The goal of this document is to explore the data base of allometric equations from temperate forests. This is in preparation to a meeting with Erika Gonzalez (GonzalezEB@si.edu). Here I focus mainly on wrangling issues.
library(tidyverse)
library(allodb)
glimpse(allodb::allo_temperate)
Observations: 415
Variables: 25
$ Site <chr> "Lilly Dic...
$ Family <chr> "Anacardia...
$ Species <chr> "Rhus typh...
$ `Species code1` <chr> "899", "36...
$ `Growth form` <chr> "Shrub", "...
$ `Wood specific gravity` <chr> "0.5", "0....
$ a <chr> "-2.48", "...
$ b <dbl> 2.48, 2.48...
$ c <dbl> NA, NA, NA...
$ d <dbl> NA, NA, NA...
$ MinDBH <chr> "2.5", "2....
$ MaxDHB <chr> "56", "56"...
$ `DBH Units` <chr> "cm", "cm"...
$ `Biomass Units` <chr> "kg", "kg"...
$ `AGB equation` <chr> "biomass=e...
$ `Corrected for bias` <chr> "yes", "ye...
$ `Bias correction (CF)` <chr> "0.36", "0...
$ `Biomass componet` <chr> "Total abo...
$ Taxa <chr> "Mixed har...
$ `Development species` <chr> NA, NA, NA...
$ Region2 <chr> "North Ame...
$ `Biomass equation source` <chr> "Jenkins e...
$ `wsg source` <chr> "Jenkins e...
$ `Notes on diameter, others` <chr> NA, NA, NA...
$ `Reference SERC (original metionned in Jenkins et al.2004)` <chr> NA, NA, NA...
I’ll tweak the variable’s names to make it easier to remember them and to handle the data set.
tmp <- allodb::allo_temperate %>%
set_names(tolower) %>%
# replacing with underscore (white space, comma, and period)
set_names(~str_replace_all(., " |,|\\.", "_")) %>%
set_names(~str_replace_all(., "__", "_")) %>%
# remove brackets to make names valid (avoid backtics)
set_names(~str_replace_all(., "\\(|\\)", ""))
head(names(tmp))
[1] "site" "family" "species"
[4] "species_code1" "growth_form" "wood_specific_gravity"
Right now, the code I drafted works with a data set formatted this way:
bmss::toy_default_eqn
It’d be great if we can express the allometric equations only as a function of dbh – which means that all other parameters would need to be replaced by an appropriate corresponding constant. (If this is not possible, then I need to see exactly why so I can adjust the code to take a different input.)
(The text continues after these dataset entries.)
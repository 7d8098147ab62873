//! Class-like declarations: classes, interfaces, enums, objects

use super::recovery::DECL_KEYWORDS;
use super::types::ExprEnd;
use super::{DeclHead, Parser};
use crate::ast::{ClassBody, ClassParameter, Decl, DeclKind, EnumEntry, PrimaryConstructor, Supertype};
use crate::resolver::Resolver;
use crate::token::{Keyword, TokenKind};
use codeoutline_parser_api::{Binding, Modifier, Parameter};

impl<'src> Parser<'src> {
    /// `class` or `interface` declaration
    pub(crate) fn parse_class(&mut self, head: DeclHead) -> Option<Decl> {
        let keyword = self.cursor.bump();
        let is_interface = keyword.is_keyword(Keyword::Interface);

        let name = self.expect_name("class name")?;
        let mut type_params = self.parse_type_parameters();

        let mut body = ClassBody::default();
        if !self.recovering() {
            body.primary_constructor = self.parse_primary_constructor();
        }
        if !self.recovering() && self.cursor.eat(TokenKind::Colon) {
            body.supertypes = self.parse_supertypes();
        }
        self.parse_where_clause(&mut type_params);

        let is_enum = head.modifiers.contains(&Modifier::Enum);
        if !self.recovering() {
            self.parse_class_body(&mut body, is_enum);
        }

        let kind = if is_interface {
            DeclKind::Interface(body)
        } else if is_enum {
            DeclKind::Enum(body)
        } else if head.modifiers.contains(&Modifier::Data) {
            DeclKind::DataClass(body)
        } else {
            DeclKind::Class(body)
        };

        let decl = self.finish_decl(head, kind, name.name(), name.span(), type_params);
        Resolver::new(&self.lines).check_class(&decl.modifiers, decl.name_span, &mut self.errors);
        Some(decl)
    }

    /// `object` declaration; companions may omit the name
    pub(crate) fn parse_object(&mut self, head: DeclHead) -> Option<Decl> {
        let keyword = self.cursor.bump();
        let is_companion = head.modifiers.contains(&Modifier::Companion);

        let (name, name_span) = if self.cursor.at_name() && !self.cursor.newline_before() {
            let token = self.cursor.bump();
            (token.name(), token.span())
        } else if is_companion {
            ("Companion", keyword.span())
        } else {
            self.expected("object name");
            return None;
        };

        let mut body = ClassBody::default();
        if self.cursor.eat(TokenKind::Colon) {
            body.supertypes = self.parse_supertypes();
        }
        if !self.recovering() {
            self.parse_class_body(&mut body, false);
        }

        let kind = DeclKind::Object { is_companion, body };
        Some(self.finish_decl(head, kind, name, name_span, Vec::new()))
    }

    /// `(params)` or `[modifiers] constructor(params)` after the class name
    fn parse_primary_constructor(&mut self) -> Option<PrimaryConstructor> {
        let start = self.cursor.peek().offset;
        if self.cursor.at(TokenKind::LParen) && !self.cursor.newline_before() {
            let params = self.parse_class_parameters();
            return Some(PrimaryConstructor {
                params,
                span: self.cursor.span_from(start),
                ..PrimaryConstructor::default()
            });
        }

        let checkpoint = self.cursor.checkpoint();
        let (raw, annotations) = self.parse_modifiers();
        if !self.cursor.at_keyword(Keyword::Constructor) {
            self.cursor.reset(checkpoint);
            return None;
        }
        self.cursor.bump();
        let modifiers = Resolver::new(&self.lines).modifiers(&raw, &mut self.errors);

        let params = if self.cursor.at(TokenKind::LParen) {
            self.parse_class_parameters()
        } else {
            self.expected("`(`");
            Vec::new()
        };

        Some(PrimaryConstructor {
            modifiers,
            annotations,
            params,
            span: self.cursor.span_from(start),
        })
    }

    /// Primary-constructor parameters, starting at `(`
    fn parse_class_parameters(&mut self) -> Vec<ClassParameter> {
        let mut params = Vec::new();
        let open = self.cursor.bump();

        loop {
            if self.cursor.eat(TokenKind::RParen) {
                break;
            }
            if self.cursor.at_eof() {
                self.unterminated("parameter list", open.offset);
                break;
            }

            let start = self.cursor.peek().offset;
            let doc = self.doc_at(self.cursor.raw_index());
            let (mut raw, annotations) = self.parse_modifiers();

            let variadic = raw.iter().any(|m| m.text == "vararg");
            raw.retain(|m| m.text != "vararg");
            let modifiers = Resolver::new(&self.lines).modifiers(&raw, &mut self.errors);

            let binding = if self.cursor.eat_keyword(Keyword::Val) {
                Some(Binding::Val)
            } else if self.cursor.eat_keyword(Keyword::Var) {
                Some(Binding::Var)
            } else {
                None
            };

            let Some(name) = self.expect_name("parameter name") else {
                break;
            };
            let mut parameter = Parameter::new(name.name());
            if let Some(binding) = binding {
                parameter = parameter.with_binding(binding);
            }
            if self.expect(TokenKind::Colon, "`:`") {
                if let Some(ty) = self.parse_type() {
                    parameter = parameter.with_type(self.text(ty));
                }
            }
            if !self.recovering() && self.cursor.eat(TokenKind::Eq) {
                match self.skip_expression(ExprEnd::Argument) {
                    Some(default) => parameter = parameter.with_default(self.text(default)),
                    None => self.expected("default value"),
                }
            }
            if variadic {
                parameter = parameter.variadic();
            }

            params.push(ClassParameter {
                parameter,
                modifiers,
                annotations,
                doc,
                name_span: name.span(),
                span: self.cursor.span_from(start),
            });

            if self.recovering() {
                break;
            }
            if self.cursor.eat(TokenKind::Comma) {
                continue;
            }
            if self.cursor.eat(TokenKind::RParen) {
                break;
            }
            self.expected("`,` or `)`");
            break;
        }

        params
    }

    /// `A, B(x), C by c`
    fn parse_supertypes(&mut self) -> Vec<Supertype> {
        let mut supertypes = Vec::new();
        loop {
            while self.cursor.at(TokenKind::Annotation) {
                self.parse_annotation();
            }
            let Some(ty) = self.parse_type() else {
                break;
            };

            let mut constructor_call = false;
            if self.cursor.at(TokenKind::LParen) && !self.cursor.newline_before() {
                if self.skip_group("supertype arguments").is_none() {
                    break;
                }
                constructor_call = true;
            }

            let delegate = if self.cursor.eat_keyword(Keyword::By) {
                let delegate = self.skip_expression(ExprEnd::Delegation);
                if delegate.is_none() {
                    self.expected("delegate expression");
                }
                delegate
            } else {
                None
            };

            supertypes.push(Supertype {
                type_text: self.text(ty),
                constructor_call,
                delegate,
            });

            if !self.cursor.eat(TokenKind::Comma) {
                break;
            }
        }
        supertypes
    }

    /// Optional `{ ... }` body; enum bodies start with their constants
    fn parse_class_body(&mut self, body: &mut ClassBody, is_enum: bool) {
        if !self.cursor.at(TokenKind::LBrace) {
            return;
        }
        let open = self.cursor.bump();

        self.depth += 1;
        if is_enum {
            body.enum_entries = self.parse_enum_entries();
        }
        body.members = self.parse_members(Some(open.span()));
        self.depth -= 1;

        body.body_span = Some(self.cursor.span_from(open.offset));
    }

    /// Enum constants up to `;` or the closing `}` (not consumed)
    fn parse_enum_entries(&mut self) -> Vec<EnumEntry> {
        let mut entries = Vec::new();
        loop {
            if self.cursor.at(TokenKind::RBrace) || self.cursor.at_eof() {
                break;
            }
            if self.cursor.eat(TokenKind::Semicolon) {
                break;
            }
            if !self.at_enum_entry() {
                break;
            }

            let start = self.cursor.peek().offset;
            let doc = self.doc_at(self.cursor.raw_index());
            let mut annotations = Vec::new();
            while self.cursor.at(TokenKind::Annotation) {
                annotations.push(self.parse_annotation());
            }
            let Some(name) = self.expect_name("enum constant") else {
                self.recover();
                break;
            };

            let mut arguments = None;
            if self.cursor.at(TokenKind::LParen) {
                arguments = self.skip_group("enum constant arguments");
            }
            let mut entry_body = None;
            if !self.recovering() && self.cursor.at(TokenKind::LBrace) {
                entry_body = self.skip_group("enum constant body");
            }

            entries.push(EnumEntry {
                name: name.name().to_string(),
                name_span: name.span(),
                annotations,
                doc,
                arguments,
                body: entry_body,
                span: self.cursor.span_from(start),
            });

            if self.recovering() {
                self.recover();
                break;
            }
            if self.cursor.eat(TokenKind::Comma) {
                continue;
            }
            if self.cursor.eat(TokenKind::Semicolon) || self.cursor.at(TokenKind::RBrace) {
                break;
            }
            self.expected("`,`, `;` or `}`");
            self.recover();
            break;
        }
        entries
    }

    /// Enum constants are a name (or annotation) followed by `,` `;` `(` `{`
    /// or `}`; anything else begins the member declarations
    fn at_enum_entry(&self) -> bool {
        let token = self.cursor.peek();
        if token.kind == TokenKind::Annotation {
            return true;
        }
        if !token.is_name() || DECL_KEYWORDS.contains(token.kind) {
            return false;
        }
        matches!(
            self.cursor.nth(1).kind,
            TokenKind::Comma
                | TokenKind::Semicolon
                | TokenKind::LParen
                | TokenKind::LBrace
                | TokenKind::RBrace
        )
    }
}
This is a (likely incomplete) list of parameters that appear in the allometric equations. These parameters I would like to replace by appropriate constants.
eq <- unique(tmp$agb_equation)
to_split <- "\\+|\\(|\\)|\\=|\\*|\\[|\\]|-|\\^|x|\\/| |ln|log10|,"
to_discard <- "^biomass$|^DBH$|^dbh$|^[0-9]+[\\.]*[0-9]*$|^pi$|^$"
eq %>%
str_split(to_split) %>%
map(str_trim) %>%
map(unique) %>%
map(~discard(., ~is.na(.))) %>%
map(~discard(., ~grepl(to_discard, .))) %>%
reduce(c) %>%
unique()
[1] "e" "p" "a"
[4] "b" "dia" "c"
[7] "d" "aDBH" "aD1"
[10] "BA_at_5cm_above_ground" "cm" "b×"
[13] "WD" "Bk" "dba"
[16] "BAE" "DBA" "BAT"
[19] "BFT" "BBL" "BST"
[22] "BSW" "BSB" "diameter"
Tidy datasets are easy to manipulate, model and visualize, and have a specific structure: each variable is a column, each observation is a row, and each type of observational unit is a table. This framework makes it easy to tidy messy datasets because only a small set of tools are needed to deal with a wide range of un-tidy datasets.
– Tidy Data, by Hadley Wickham (https://www.jstatsoft.org/article/view/v059i10)
As a side note, one idea that usually helps me decide how to structure my data is that of “tidy data”. The idea of tidy data is then implemented in this free book: http://r4ds.had.co.nz/ – which explains the most common tools for wranging data (and for data science in general).